September 27 is World Tourism Day. While the day was founded to encourage sustainable travel, connecting people of different cultures and geographic locations, medical tourism is quite different.
In the following post, we will explore how medical tourism gained popularity, instances when it is used, and the public’s perception of it, which relates to associated risks and benefits.
What is Medical Tourism?
Medical tourism refers to the act of traveling abroad to receive medical attention. This type of travel is generally used for more extensive surgical procedures. Recently, this has changed with smaller procedures and medical appointments relying on this medical practice with increasing frequency.

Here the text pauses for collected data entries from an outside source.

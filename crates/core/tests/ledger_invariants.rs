//! Voting and acceptance invariants against a real database.
//!
//! These tests require a running `PostgreSQL` instance.
//! Run with: `cargo test -p stackit-core --test ledger_invariants -- --ignored`

#![allow(clippy::unwrap_used)]

use std::sync::Arc;

use sea_orm::{ColumnTrait, DatabaseConnection, EntityTrait, PaginatorTrait, QueryFilter};
use stackit_common::{AppError, config::QuestionsConfig};
use stackit_core::{
    AcceptanceService, AnswerService, Caller, NotificationService, QuestionService, VoteService,
    VoteValue,
};
use stackit_db::entities::{Answer, Question, TargetKind, Vote, answer, user::UserRole, vote};
use stackit_db::repositories::{
    AnswerRepository, NotificationRepository, QuestionRepository, QuestionViewRepository,
    TagRepository, UserRepository, VoteRepository,
};
use stackit_db::test_utils::TestDatabase;

fn vote_service(conn: &Arc<DatabaseConnection>) -> VoteService {
    VoteService::new(
        VoteRepository::new(Arc::clone(conn)),
        QuestionRepository::new(Arc::clone(conn)),
        AnswerRepository::new(Arc::clone(conn)),
    )
}

fn acceptance_service(conn: &Arc<DatabaseConnection>) -> AcceptanceService {
    AcceptanceService::new(
        QuestionRepository::new(Arc::clone(conn)),
        AnswerRepository::new(Arc::clone(conn)),
        NotificationService::new(NotificationRepository::new(Arc::clone(conn))),
    )
}

fn answer_service(conn: &Arc<DatabaseConnection>) -> AnswerService {
    AnswerService::new(
        AnswerRepository::new(Arc::clone(conn)),
        QuestionRepository::new(Arc::clone(conn)),
        VoteRepository::new(Arc::clone(conn)),
        NotificationService::new(NotificationRepository::new(Arc::clone(conn))),
    )
}

fn question_service(conn: &Arc<DatabaseConnection>) -> QuestionService {
    QuestionService::new(
        QuestionRepository::new(Arc::clone(conn)),
        AnswerRepository::new(Arc::clone(conn)),
        TagRepository::new(Arc::clone(conn)),
        VoteRepository::new(Arc::clone(conn)),
        QuestionViewRepository::new(Arc::clone(conn)),
        UserRepository::new(Arc::clone(conn)),
        QuestionsConfig::default(),
    )
}

async fn stored_sum(conn: &DatabaseConnection, target_id: &str) -> i32 {
    Vote::find()
        .filter(vote::Column::TargetId.eq(target_id))
        .all(conn)
        .await
        .unwrap()
        .iter()
        .map(|v| i32::from(v.value))
        .sum()
}

#[tokio::test]
#[ignore = "requires running PostgreSQL instance"]
async fn test_toggle_and_flip_keep_cached_total_consistent() {
    let db = TestDatabase::create_unique().await.unwrap();
    let author = db.seed_user("author", UserRole::User).await.unwrap();
    let voter = db.seed_user("voter", UserRole::User).await.unwrap();
    let question = db.seed_question(&author.id, "Toggle").await.unwrap();

    let conn = db.shared();
    let votes = vote_service(&conn);
    let caller = Caller::from(&voter);

    let up = votes
        .cast_vote(&caller, TargetKind::Question, &question.id, VoteValue::Up)
        .await
        .unwrap();
    assert_eq!((up.votes, up.user_vote), (1, Some(1)));

    let flipped = votes
        .cast_vote(&caller, TargetKind::Question, &question.id, VoteValue::Down)
        .await
        .unwrap();
    assert_eq!(flipped.votes - up.votes, -2);
    assert_eq!(flipped.user_vote, Some(-1));

    let rows = Vote::find()
        .filter(vote::Column::UserId.eq(voter.id.as_str()))
        .count(conn.as_ref())
        .await
        .unwrap();
    assert_eq!(rows, 1);

    let cleared = votes
        .cast_vote(&caller, TargetKind::Question, &question.id, VoteValue::Down)
        .await
        .unwrap();
    assert_eq!((cleared.votes, cleared.user_vote), (0, None));

    let stored = Question::find_by_id(question.id.clone())
        .one(conn.as_ref())
        .await
        .unwrap()
        .unwrap();
    assert_eq!(stored.votes, stored_sum(&conn, &question.id).await);

    db.drop_database().await.unwrap();
}

#[tokio::test]
#[ignore = "requires running PostgreSQL instance"]
async fn test_self_vote_leaves_no_trace() {
    let db = TestDatabase::create_unique().await.unwrap();
    let author = db.seed_user("author", UserRole::User).await.unwrap();
    let question = db.seed_question(&author.id, "Self").await.unwrap();

    let conn = db.shared();
    let result = vote_service(&conn)
        .cast_vote(
            &Caller::from(&author),
            TargetKind::Question,
            &question.id,
            VoteValue::Up,
        )
        .await;

    assert!(matches!(result, Err(AppError::SelfVoteForbidden)));
    assert_eq!(Vote::find().count(conn.as_ref()).await.unwrap(), 0);

    db.drop_database().await.unwrap();
}

#[tokio::test]
#[ignore = "requires running PostgreSQL instance"]
async fn test_concurrent_voters_do_not_lose_updates() {
    let db = TestDatabase::create_unique().await.unwrap();
    let author = db.seed_user("author", UserRole::User).await.unwrap();
    let question = db.seed_question(&author.id, "Race").await.unwrap();

    let mut voters = Vec::new();
    for i in 0..8 {
        voters.push(db.seed_user(&format!("voter{i}"), UserRole::User).await.unwrap());
    }

    let conn = db.shared();
    let votes = vote_service(&conn);

    let handles: Vec<_> = voters
        .iter()
        .map(|voter| {
            let votes = votes.clone();
            let caller = Caller::from(voter);
            let target = question.id.clone();
            tokio::spawn(async move {
                votes
                    .cast_vote(&caller, TargetKind::Question, &target, VoteValue::Up)
                    .await
            })
        })
        .collect();

    for handle in handles {
        handle.await.unwrap().unwrap();
    }

    let stored = Question::find_by_id(question.id.clone())
        .one(conn.as_ref())
        .await
        .unwrap()
        .unwrap();
    assert_eq!(stored.votes, 8);
    assert_eq!(stored.votes, stored_sum(&conn, &question.id).await);

    db.drop_database().await.unwrap();
}

#[tokio::test]
#[ignore = "requires running PostgreSQL instance"]
async fn test_accepting_second_answer_moves_acceptance() {
    let db = TestDatabase::create_unique().await.unwrap();
    let asker = db.seed_user("asker", UserRole::User).await.unwrap();
    let answerer = db.seed_user("answerer", UserRole::User).await.unwrap();
    let question = db.seed_question(&asker.id, "Scenario").await.unwrap();
    let a1 = db.seed_answer(&question.id, &answerer.id).await.unwrap();
    let a2 = db.seed_answer(&question.id, &answerer.id).await.unwrap();

    let conn = db.shared();
    let acceptance = acceptance_service(&conn);
    let caller = Caller::from(&asker);

    acceptance.accept_answer(&caller, &a1.id).await.unwrap();
    acceptance.accept_answer(&caller, &a2.id).await.unwrap();
    // Accepting again leaves the same state.
    acceptance.accept_answer(&caller, &a2.id).await.unwrap();

    let accepted: Vec<String> = Answer::find()
        .filter(answer::Column::QuestionId.eq(question.id.as_str()))
        .filter(answer::Column::IsAccepted.eq(true))
        .all(conn.as_ref())
        .await
        .unwrap()
        .into_iter()
        .map(|a| a.id)
        .collect();
    assert_eq!(accepted, vec![a2.id.clone()]);

    let stored = Question::find_by_id(question.id.clone())
        .one(conn.as_ref())
        .await
        .unwrap()
        .unwrap();
    assert_eq!(stored.accepted_answer_id, Some(a2.id.clone()));

    db.drop_database().await.unwrap();
}

#[tokio::test]
#[ignore = "requires running PostgreSQL instance"]
async fn test_forbidden_accept_changes_nothing() {
    let db = TestDatabase::create_unique().await.unwrap();
    let asker = db.seed_user("asker", UserRole::User).await.unwrap();
    let stranger = db.seed_user("stranger", UserRole::User).await.unwrap();
    let question = db.seed_question(&asker.id, "Forbidden").await.unwrap();
    let a1 = db.seed_answer(&question.id, &stranger.id).await.unwrap();

    let conn = db.shared();
    let result = acceptance_service(&conn)
        .accept_answer(&Caller::from(&stranger), &a1.id)
        .await;
    assert!(matches!(result, Err(AppError::Forbidden(_))));

    let stored = Question::find_by_id(question.id.clone())
        .one(conn.as_ref())
        .await
        .unwrap()
        .unwrap();
    assert_eq!(stored.accepted_answer_id, None);

    db.drop_database().await.unwrap();
}

#[tokio::test]
#[ignore = "requires running PostgreSQL instance"]
async fn test_accept_racing_answer_delete_never_deadlocks() {
    let db = TestDatabase::create_unique().await.unwrap();
    let asker = db.seed_user("asker", UserRole::User).await.unwrap();
    let answerer = db.seed_user("answerer", UserRole::User).await.unwrap();
    let question = db.seed_question(&asker.id, "Contended").await.unwrap();

    let conn = db.shared();
    let acceptance = acceptance_service(&conn);
    let answers = answer_service(&conn);
    let asker = Caller::from(&asker);
    let answerer = Caller::from(&answerer);

    for _ in 0..20 {
        let target = db.seed_answer(&question.id, &answerer.id).await.unwrap();

        let (accepted, deleted) = tokio::join!(
            acceptance.accept_answer(&asker, &target.id),
            answers.delete(&answerer, &target.id),
        );

        deleted.unwrap();
        assert!(
            matches!(accepted, Ok(()) | Err(AppError::AnswerNotFound(_))),
            "unexpected accept outcome: {accepted:?}"
        );

        let stored = Question::find_by_id(question.id.clone())
            .one(conn.as_ref())
            .await
            .unwrap()
            .unwrap();
        assert_eq!(stored.accepted_answer_id, None);
        assert!(
            Answer::find_by_id(target.id.clone())
                .one(conn.as_ref())
                .await
                .unwrap()
                .is_none()
        );
    }

    db.drop_database().await.unwrap();
}

#[tokio::test]
#[ignore = "requires running PostgreSQL instance"]
async fn test_question_delete_racing_answer_vote_leaves_no_votes() {
    let db = TestDatabase::create_unique().await.unwrap();
    let asker = db.seed_user("asker", UserRole::User).await.unwrap();
    let answerer = db.seed_user("answerer", UserRole::User).await.unwrap();
    let voter = db.seed_user("voter", UserRole::User).await.unwrap();

    let conn = db.shared();
    let votes = vote_service(&conn);
    let questions = question_service(&conn);
    let asker = Caller::from(&asker);
    let voter = Caller::from(&voter);

    for i in 0..20 {
        let question = db.seed_question(&asker.id, &format!("Doomed {i}")).await.unwrap();
        let target = db.seed_answer(&question.id, &answerer.id).await.unwrap();

        let (voted, deleted) = tokio::join!(
            votes.cast_vote(&voter, TargetKind::Answer, &target.id, VoteValue::Up),
            questions.delete(&asker, &question.id),
        );

        deleted.unwrap();
        assert!(
            matches!(voted, Ok(_) | Err(AppError::AnswerNotFound(_))),
            "unexpected vote outcome: {voted:?}"
        );

        let left = Vote::find()
            .filter(vote::Column::TargetId.is_in([target.id.as_str(), question.id.as_str()]))
            .count(conn.as_ref())
            .await
            .unwrap();
        assert_eq!(left, 0);
    }

    db.drop_database().await.unwrap();
}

Why do People Pursue This Type of Medicine?
Initially, this type of medicine was used by individuals in rural areas of the world to gain access to medical care not offered locally. With medicine becoming more accessible, this type of medical tourism is becoming less prevalent.
Medical tourism today is closely associated with financial gain. Individuals planning to undergo expensive medical procedures may find cheaper alternatives by traveling to other countries. In the U.S., patients undergoing surgery must pay a multitude of fees, which include physician fees, staff fees, and operating room fees. Additionally, patients have to pay for their medication, consultations, and pre- and post-operative care.
In other countries, medical care can be cheaper. Some argue that surgical procedures abroad can cost 25% less than they do within the U.S. For this reason, medical tourism is becoming increasingly popular among U.S. citizens. Individuals are traveling to counties like India, Brazil, and Mexico for the chance at a better-quality life with fewer medical bills.
What Makes It Controversial?
Using medical tourism to save on finances doesn’t get too much flack so, why does it have negative connotations? Negative thoughts and feelings attached to this type of medicine come from safety concerns, specifically connected with circumvention tourism.
Medical tourism aboard can be risky for patients. Unregulated procedures, equipment limitations, undertrained staff, and sanitation issues can arise. These items may be more present in services relating to plastic surgery where injections are not approved and can cause medical complications.
Ethics also come into play for individuals seeking out circumvention tourism services. Those who participate in this type of medical tourism travel outside their home country to receive abortions, receive unregulated fertility treatments, and even obtain physician-assisted suicide.
Despite concerns over the safety and morals of specific medical tourism procedures, some insurance companies within the U.S. now promote it. They want in on the savings, approaching the situation with the understanding that procedures abroad, if cheap enough, will require less coverage on their part.